> **Exercise directions**
Tally up the lines in the following entries where the string "tags" appears, and answer with the number alone.

> **Records provided**
————

//! Metrics collection and export for resource pools

use std::collections::HashMap;
use std::sync::atomic::{AtomicU64, Ordering};

#[cfg(feature = "serde")]
use serde::Serialize;

/// Metrics snapshot of a pool
///
/// # Examples
///
/// ```
/// use esox_resourcepool::{BoxError, CorePool, NoopValidator, Pool, PoolConfig};
/// use std::sync::Arc;
///
/// let pool = CorePool::new(
///     PoolConfig::default(),
///     Arc::new(|| Ok::<_, BoxError>(String::from("conn"))),
///     Arc::new(NoopValidator),
/// ).unwrap();
///
/// let entry = pool.borrow().unwrap().unwrap();
/// let metrics = pool.metrics();
/// assert_eq!(metrics.total_borrowed, 1);
/// assert_eq!(metrics.total_created, 1);
/// assert_eq!(metrics.active_entries, 1);
/// pool.return_entry(Some(entry)).unwrap();
/// ```
#[derive(Debug, Clone, Default, PartialEq)]
#[cfg_attr(feature = "serde", derive(Serialize))]
pub struct PoolMetrics {
    /// Successful borrows
    pub total_borrowed: u64,

    /// Returns handed to the pool
    pub total_returned: u64,

    /// Entries created by the pool's factory
    pub total_created: u64,

    /// Failed creation attempts
    pub creation_failures: u64,

    /// Borrows that gave up at their deadline
    pub borrow_timeouts: u64,

    /// Borrows that found no idle entry and were not allowed to create one
    pub pool_empty_events: u64,

    /// Entries rejected by on-demand or background validation
    pub validation_failures: u64,

    /// Entries invalidated for exceeding their maximum age
    pub expired_entries: u64,

    /// Entries currently borrowed
    pub active_entries: usize,

    /// Entries currently idle
    pub idle_entries: usize,

    /// Ratio of borrowed entries to the admission limit (0.0 to 1.0)
    pub utilization: f64,

    /// Admission limit
    pub max_capacity: usize,
}

impl PoolMetrics {
    /// Export metrics as a HashMap
    pub fn export(&self) -> HashMap<String, String> {
        let mut metrics = HashMap::new();
        metrics.insert("total_borrowed".to_string(), self.total_borrowed.to_string());
        metrics.insert("total_returned".to_string(), self.total_returned.to_string());
        metrics.insert("total_created".to_string(), self.total_created.to_string());
        metrics.insert("creation_failures".to_string(), self.creation_failures.to_string());
        metrics.insert("borrow_timeouts".to_string(), self.borrow_timeouts.to_string());
        metrics.insert("pool_empty_events".to_string(), self.pool_empty_events.to_string());
        metrics.insert("validation_failures".to_string(), self.validation_failures.to_string());
        metrics.insert("expired_entries".to_string(), self.expired_entries.to_string());
        metrics.insert("active_entries".to_string(), self.active_entries.to_string());
        metrics.insert("idle_entries".to_string(), self.idle_entries.to_string());
        metrics.insert("utilization".to_string(), format!("{:.2}", self.utilization));
        metrics.insert("max_capacity".to_string(), self.max_capacity.to_string());
        metrics
    }
}

/// Metrics exporter for Prometheus format
#[cfg(feature = "metrics")]
pub struct MetricsExporter;

#[cfg(feature = "metrics")]
impl MetricsExporter {
    /// Export metrics in Prometheus exposition format
    ///
    /// # Examples
    ///
    /// ```
    /// use esox_resourcepool::{MetricsExporter, PoolMetrics};
    /// use std::collections::HashMap;
    ///
    /// let mut tags = HashMap::new();
    /// tags.insert("service".to_string(), "api".to_string());
    ///
    /// let output = MetricsExporter::export_prometheus(&PoolMetrics::default(), "db", Some(&tags));
    /// assert!(output.contains("resourcepool_entries_active"));
    /// assert!(output.contains("service=\"api\""));
    /// ```
    pub fn export_prometheus(
        metrics: &PoolMetrics,
        pool_name: &str,
        tags: Option<&HashMap<String, String>>,
    ) -> String {
        let labels = Self::format_labels(pool_name, tags);
        let mut output = String::new();

        let gauges = [
            (
                "resourcepool_entries_active",
                "Currently borrowed entries",
                metrics.active_entries.to_string(),
            ),
            (
                "resourcepool_entries_idle",
                "Currently idle entries",
                metrics.idle_entries.to_string(),
            ),
            (
                "resourcepool_utilization",
                "Pool utilization ratio",
                format!("{:.2}", metrics.utilization),
            ),
        ];
        for (name, help, value) in gauges {
            Self::push_metric(&mut output, name, help, "gauge", &labels, &value);
        }

        let counters = [
            ("resourcepool_borrowed_total", "Total successful borrows", metrics.total_borrowed),
            ("resourcepool_returned_total", "Total returns", metrics.total_returned),
            ("resourcepool_created_total", "Total entries created", metrics.total_created),
            (
                "resourcepool_creation_failures_total",
                "Failed entry creations",
                metrics.creation_failures,
            ),
            (
                "resourcepool_borrow_timeouts_total",
                "Borrows that timed out",
                metrics.borrow_timeouts,
            ),
            ("resourcepool_events_empty_total", "Pool empty events", metrics.pool_empty_events),
            (
                "resourcepool_validation_failures_total",
                "Validation failures",
                metrics.validation_failures,
            ),
            ("resourcepool_expired_total", "Entries expired by age", metrics.expired_entries),
        ];
        for (name, help, value) in counters {
            Self::push_metric(&mut output, name, help, "counter", &labels, &value.to_string());
        }

        output
    }

    fn push_metric(
        output: &mut String,
        name: &str,
        help: &str,
        kind: &str,
        labels: &str,
        value: &str,
    ) {
        output.push_str(&format!("# HELP {} {}\n", name, help));
        output.push_str(&format!("# TYPE {} {}\n", name, kind));
        output.push_str(&format!("{}{{{}}} {}\n", name, labels, value));
    }

    fn format_labels(pool_name: &str, tags: Option<&HashMap<String, String>>) -> String {
        let mut labels = vec![format!("pool=\"{}\"", pool_name)];

        if let Some(tags) = tags {
            let mut tags: Vec<_> = tags.iter().collect();
            tags.sort();
            for (key, value) in tags {
                labels.push(format!("{}=\"{}\"", key, value));
            }
        }

        labels.join(",")
    }
}

/// Internal metrics counters
#[derive(Debug, Default)]
pub(crate) struct MetricsTracker {
    pub total_borrowed: AtomicU64,
    pub total_returned: AtomicU64,
    pub total_created: AtomicU64,
    pub creation_failures: AtomicU64,
    pub borrow_timeouts: AtomicU64,
    pub pool_empty_events: AtomicU64,
    pub validation_failures: AtomicU64,
    pub expired_entries: AtomicU64,
}

impl MetricsTracker {
    pub fn new() -> Self {
        Self::default()
    }

    pub fn increment(counter: &AtomicU64) {
        counter.fetch_add(1, Ordering::Relaxed);
    }

    /// Add this tracker's validation counters to a snapshot taken elsewhere
    pub fn add_validation_counts(&self, metrics: &mut PoolMetrics) {
        metrics.validation_failures += self.validation_failures.load(Ordering::Relaxed);
        metrics.expired_entries += self.expired_entries.load(Ordering::Relaxed);
    }

    pub fn get_metrics(&self, active: usize, idle: usize, capacity: usize) -> PoolMetrics {
        let utilization = if capacity > 0 {
            active as f64 / capacity as f64
        } else {
            0.0
        };

        PoolMetrics {
            total_borrowed: self.total_borrowed.load(Ordering::Relaxed),
            total_returned: self.total_returned.load(Ordering::Relaxed),
            total_created: self.total_created.load(Ordering::Relaxed),
            creation_failures: self.creation_failures.load(Ordering::Relaxed),
            borrow_timeouts: self.borrow_timeouts.load(Ordering::Relaxed),
            pool_empty_events: self.pool_empty_events.load(Ordering::Relaxed),
            validation_failures: self.validation_failures.load(Ordering::Relaxed),
            expired_entries: self.expired_entries.load(Ordering::Relaxed),
            active_entries: active,
            idle_entries: idle,
            utilization,
            max_capacity: capacity,
        }
    }
}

————

> **The answer**
10